= ACTION ITEM =
Exactly the lines from the opening of the data through the line containing "use serde::Serialize;" should be reproduced, please, with nothing added.

(Collected data)
********************

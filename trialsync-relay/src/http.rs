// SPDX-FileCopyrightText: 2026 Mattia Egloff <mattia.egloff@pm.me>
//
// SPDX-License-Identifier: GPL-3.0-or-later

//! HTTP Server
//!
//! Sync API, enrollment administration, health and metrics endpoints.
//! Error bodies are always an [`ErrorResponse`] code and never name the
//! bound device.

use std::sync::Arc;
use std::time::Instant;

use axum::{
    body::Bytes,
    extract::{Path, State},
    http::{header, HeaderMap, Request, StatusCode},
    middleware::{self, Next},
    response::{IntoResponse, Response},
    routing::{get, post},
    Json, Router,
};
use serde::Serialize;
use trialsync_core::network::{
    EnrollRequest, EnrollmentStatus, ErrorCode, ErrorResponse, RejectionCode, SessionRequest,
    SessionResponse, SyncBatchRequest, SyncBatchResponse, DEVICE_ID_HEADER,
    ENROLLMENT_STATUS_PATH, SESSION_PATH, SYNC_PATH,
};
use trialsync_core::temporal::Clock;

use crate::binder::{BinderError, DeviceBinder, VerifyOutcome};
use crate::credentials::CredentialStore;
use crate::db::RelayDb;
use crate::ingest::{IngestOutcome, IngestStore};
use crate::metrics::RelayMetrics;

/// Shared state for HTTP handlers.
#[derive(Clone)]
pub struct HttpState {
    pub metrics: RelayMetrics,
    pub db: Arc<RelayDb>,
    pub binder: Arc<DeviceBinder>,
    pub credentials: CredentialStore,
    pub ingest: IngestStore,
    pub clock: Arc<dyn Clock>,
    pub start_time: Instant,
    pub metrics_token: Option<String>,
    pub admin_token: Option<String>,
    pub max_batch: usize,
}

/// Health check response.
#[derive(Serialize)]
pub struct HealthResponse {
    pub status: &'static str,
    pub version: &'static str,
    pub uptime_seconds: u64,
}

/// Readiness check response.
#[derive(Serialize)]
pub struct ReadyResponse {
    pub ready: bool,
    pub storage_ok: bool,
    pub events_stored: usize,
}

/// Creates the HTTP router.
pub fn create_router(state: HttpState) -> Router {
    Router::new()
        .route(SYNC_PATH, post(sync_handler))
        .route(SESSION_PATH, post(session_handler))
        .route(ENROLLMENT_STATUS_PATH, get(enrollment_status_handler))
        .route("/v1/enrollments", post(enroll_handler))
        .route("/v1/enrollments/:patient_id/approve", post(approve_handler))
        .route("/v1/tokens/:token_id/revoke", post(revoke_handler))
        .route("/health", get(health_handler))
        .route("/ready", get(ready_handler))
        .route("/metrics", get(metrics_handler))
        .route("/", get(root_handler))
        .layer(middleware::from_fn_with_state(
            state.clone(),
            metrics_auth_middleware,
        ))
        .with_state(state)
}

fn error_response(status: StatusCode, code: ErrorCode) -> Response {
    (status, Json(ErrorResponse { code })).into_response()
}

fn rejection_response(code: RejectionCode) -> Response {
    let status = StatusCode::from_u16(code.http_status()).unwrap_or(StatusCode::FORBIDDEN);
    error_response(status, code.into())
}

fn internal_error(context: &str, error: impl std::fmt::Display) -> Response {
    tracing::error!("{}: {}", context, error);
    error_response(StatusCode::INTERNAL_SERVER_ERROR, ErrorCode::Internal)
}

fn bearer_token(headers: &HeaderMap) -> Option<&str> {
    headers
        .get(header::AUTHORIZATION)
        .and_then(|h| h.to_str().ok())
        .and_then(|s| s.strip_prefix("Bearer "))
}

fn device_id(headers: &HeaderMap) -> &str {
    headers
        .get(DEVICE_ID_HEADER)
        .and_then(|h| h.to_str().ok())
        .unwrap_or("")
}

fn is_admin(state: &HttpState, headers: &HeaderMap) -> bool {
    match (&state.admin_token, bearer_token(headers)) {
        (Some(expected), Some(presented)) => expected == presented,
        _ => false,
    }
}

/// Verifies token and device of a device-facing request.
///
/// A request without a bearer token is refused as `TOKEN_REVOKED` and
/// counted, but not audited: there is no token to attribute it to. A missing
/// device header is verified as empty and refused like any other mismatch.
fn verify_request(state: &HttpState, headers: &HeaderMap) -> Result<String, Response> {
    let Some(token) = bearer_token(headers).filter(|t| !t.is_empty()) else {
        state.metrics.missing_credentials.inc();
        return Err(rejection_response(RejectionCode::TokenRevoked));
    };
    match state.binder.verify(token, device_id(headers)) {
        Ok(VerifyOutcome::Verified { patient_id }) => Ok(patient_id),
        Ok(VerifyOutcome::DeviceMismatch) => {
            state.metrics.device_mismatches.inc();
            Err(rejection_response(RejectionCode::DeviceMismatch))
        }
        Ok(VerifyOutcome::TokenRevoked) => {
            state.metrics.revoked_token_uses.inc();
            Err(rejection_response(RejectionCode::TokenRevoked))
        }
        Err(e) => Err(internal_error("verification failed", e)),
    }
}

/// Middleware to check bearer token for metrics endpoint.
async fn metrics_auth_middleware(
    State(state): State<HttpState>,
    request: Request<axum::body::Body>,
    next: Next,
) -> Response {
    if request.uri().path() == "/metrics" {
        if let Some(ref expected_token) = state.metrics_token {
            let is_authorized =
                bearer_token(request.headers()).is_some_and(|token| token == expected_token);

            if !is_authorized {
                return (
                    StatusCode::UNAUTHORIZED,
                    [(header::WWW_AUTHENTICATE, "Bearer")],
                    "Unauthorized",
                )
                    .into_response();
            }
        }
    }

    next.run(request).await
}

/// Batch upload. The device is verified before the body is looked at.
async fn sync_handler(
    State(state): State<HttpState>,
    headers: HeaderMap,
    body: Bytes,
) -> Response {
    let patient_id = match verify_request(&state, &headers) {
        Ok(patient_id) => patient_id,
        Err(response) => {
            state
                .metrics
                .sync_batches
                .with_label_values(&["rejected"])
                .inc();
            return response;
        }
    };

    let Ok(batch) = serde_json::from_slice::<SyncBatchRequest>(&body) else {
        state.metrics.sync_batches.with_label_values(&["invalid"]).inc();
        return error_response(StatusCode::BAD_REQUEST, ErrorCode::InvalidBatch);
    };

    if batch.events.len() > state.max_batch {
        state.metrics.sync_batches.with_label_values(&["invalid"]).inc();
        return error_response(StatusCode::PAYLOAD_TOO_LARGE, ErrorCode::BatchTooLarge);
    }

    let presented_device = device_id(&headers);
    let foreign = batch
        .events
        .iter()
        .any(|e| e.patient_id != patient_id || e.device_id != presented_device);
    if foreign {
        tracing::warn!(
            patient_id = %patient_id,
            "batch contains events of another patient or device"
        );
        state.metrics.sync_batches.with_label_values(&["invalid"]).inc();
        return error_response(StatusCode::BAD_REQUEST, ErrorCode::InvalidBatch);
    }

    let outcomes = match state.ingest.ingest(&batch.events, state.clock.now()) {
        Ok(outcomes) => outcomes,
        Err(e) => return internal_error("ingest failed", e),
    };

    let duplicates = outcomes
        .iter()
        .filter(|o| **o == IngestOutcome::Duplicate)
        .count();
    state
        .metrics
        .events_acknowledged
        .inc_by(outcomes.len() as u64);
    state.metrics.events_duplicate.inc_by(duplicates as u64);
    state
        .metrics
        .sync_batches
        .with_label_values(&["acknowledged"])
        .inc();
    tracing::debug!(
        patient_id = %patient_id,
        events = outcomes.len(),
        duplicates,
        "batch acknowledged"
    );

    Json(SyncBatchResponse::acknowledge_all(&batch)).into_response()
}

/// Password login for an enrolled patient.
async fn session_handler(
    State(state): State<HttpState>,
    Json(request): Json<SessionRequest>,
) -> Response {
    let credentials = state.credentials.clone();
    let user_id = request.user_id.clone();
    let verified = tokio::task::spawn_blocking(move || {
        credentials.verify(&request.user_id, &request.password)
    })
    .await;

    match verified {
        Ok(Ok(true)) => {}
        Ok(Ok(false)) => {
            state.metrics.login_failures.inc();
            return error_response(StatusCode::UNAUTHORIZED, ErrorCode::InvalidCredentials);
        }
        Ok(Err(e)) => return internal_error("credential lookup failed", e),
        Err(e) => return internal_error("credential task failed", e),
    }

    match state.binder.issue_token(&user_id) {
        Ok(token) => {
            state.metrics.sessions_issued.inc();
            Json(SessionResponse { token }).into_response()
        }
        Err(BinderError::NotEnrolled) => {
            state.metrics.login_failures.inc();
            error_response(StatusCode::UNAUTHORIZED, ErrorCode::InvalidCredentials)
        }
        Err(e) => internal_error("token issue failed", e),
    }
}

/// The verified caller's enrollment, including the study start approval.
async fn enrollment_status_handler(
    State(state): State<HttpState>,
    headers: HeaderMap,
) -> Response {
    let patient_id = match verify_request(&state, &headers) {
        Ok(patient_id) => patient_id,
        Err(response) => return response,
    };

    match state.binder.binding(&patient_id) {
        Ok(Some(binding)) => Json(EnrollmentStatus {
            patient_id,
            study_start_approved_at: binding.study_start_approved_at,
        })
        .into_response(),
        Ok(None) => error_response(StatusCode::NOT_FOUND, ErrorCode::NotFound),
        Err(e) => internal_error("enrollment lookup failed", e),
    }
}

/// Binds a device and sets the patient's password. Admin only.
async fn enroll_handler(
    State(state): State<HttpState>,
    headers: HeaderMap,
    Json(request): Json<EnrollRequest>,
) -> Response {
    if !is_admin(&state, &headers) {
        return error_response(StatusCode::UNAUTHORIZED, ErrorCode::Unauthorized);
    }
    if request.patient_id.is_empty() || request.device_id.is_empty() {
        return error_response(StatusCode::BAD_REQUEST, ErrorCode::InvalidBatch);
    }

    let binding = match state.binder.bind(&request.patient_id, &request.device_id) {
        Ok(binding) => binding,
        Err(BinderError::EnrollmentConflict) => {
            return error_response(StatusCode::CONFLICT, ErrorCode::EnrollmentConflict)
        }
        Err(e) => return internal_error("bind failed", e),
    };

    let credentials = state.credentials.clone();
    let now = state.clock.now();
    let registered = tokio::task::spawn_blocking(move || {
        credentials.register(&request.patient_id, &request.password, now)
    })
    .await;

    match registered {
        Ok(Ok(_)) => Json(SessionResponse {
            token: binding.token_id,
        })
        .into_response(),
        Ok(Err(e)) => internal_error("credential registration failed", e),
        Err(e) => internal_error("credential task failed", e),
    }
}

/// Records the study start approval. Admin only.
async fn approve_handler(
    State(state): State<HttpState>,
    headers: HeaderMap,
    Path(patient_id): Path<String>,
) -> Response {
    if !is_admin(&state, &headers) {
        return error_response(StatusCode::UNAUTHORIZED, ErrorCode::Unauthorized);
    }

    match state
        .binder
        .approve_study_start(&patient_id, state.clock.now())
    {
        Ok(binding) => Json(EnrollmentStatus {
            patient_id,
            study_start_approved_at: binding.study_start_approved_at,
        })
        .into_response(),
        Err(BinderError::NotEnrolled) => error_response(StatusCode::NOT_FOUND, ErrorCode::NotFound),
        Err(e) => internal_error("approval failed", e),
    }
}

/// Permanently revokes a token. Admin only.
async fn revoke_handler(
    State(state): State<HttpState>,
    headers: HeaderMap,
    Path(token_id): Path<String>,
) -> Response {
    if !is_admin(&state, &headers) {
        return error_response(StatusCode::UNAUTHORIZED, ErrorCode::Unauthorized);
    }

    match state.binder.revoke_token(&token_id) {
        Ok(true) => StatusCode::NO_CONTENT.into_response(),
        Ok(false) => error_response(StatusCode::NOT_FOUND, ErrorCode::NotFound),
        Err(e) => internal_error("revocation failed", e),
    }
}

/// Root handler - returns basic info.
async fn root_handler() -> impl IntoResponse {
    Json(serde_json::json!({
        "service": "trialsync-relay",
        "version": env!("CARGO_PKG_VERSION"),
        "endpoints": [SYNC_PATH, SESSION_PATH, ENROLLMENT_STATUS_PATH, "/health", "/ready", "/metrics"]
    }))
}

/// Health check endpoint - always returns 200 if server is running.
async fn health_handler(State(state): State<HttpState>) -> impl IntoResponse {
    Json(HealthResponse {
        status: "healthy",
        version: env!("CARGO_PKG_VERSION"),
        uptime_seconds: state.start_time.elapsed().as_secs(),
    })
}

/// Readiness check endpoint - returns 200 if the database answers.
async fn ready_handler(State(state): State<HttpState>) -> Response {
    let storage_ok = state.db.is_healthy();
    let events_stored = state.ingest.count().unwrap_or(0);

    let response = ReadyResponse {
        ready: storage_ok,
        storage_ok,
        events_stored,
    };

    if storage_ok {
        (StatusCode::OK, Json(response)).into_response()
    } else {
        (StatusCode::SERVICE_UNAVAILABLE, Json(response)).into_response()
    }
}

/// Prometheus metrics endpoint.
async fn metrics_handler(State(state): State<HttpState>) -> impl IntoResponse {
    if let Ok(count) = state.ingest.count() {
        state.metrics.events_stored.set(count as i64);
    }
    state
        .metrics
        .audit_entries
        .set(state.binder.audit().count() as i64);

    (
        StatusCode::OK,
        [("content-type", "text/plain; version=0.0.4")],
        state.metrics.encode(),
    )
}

********************

= WRITTEN RESPONSE =
filename trialsync-relay/src/http.rs
// SPDX-FileCopyrightText: 2026 Mattia Egloff <mattia.egloff@pm.me>
//
// SPDX-License-Identifier: GPL-3.0-or-later

//! HTTP Server
//!
//! Sync API, enrollment administration, health and metrics endpoints.
//! Error bodies are always an [`ErrorResponse`] code and never name the
//! bound device.

use std::sync::Arc;
use std::time::Instant;

use axum::{
    body::Bytes,
    extract::{Path, State},
    http::{header, HeaderMap, Request, StatusCode},
    middleware::{self, Next},
    response::{IntoResponse, Response},
    routing::{get, post},
    Json, Router,
};
use serde::Serialize;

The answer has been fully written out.